## ACTIVITY
Keep only those lines of the records that include the string "error".

Items listed in a dataset:
• • •

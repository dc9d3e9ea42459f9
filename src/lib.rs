//! Category-scoped sync client for the Property CRM API.
//!
//! Stores keep local collections of categories, contacts, templates and jobs
//! consistent with the server across create, update, reassign and delete.

pub mod api;
pub mod app;
pub mod cache;
pub mod compose;
pub mod error;
pub mod stores;
pub mod utils;

pub use api::client::ApiClient;
pub use api::models::{
    Category, CategoryId, CategoryKey, Contact, ContactId, ContactPatch, Job, JobHandle, JobId,
    JobStatus, NewContact, NewTemplate, Template, TemplateId, TemplatePatch,
};
pub use api::session::Session;
pub use app::{AppState, Crm};
pub use cache::LoadState;
pub use compose::MessageComposer;
pub use error::{CrmError, Result};
pub use stores::contact::{ContactSyncMode, ContactView};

• • •

## YOUR SOLUTION
pub mod error;
pub use error::{CrmError, Result};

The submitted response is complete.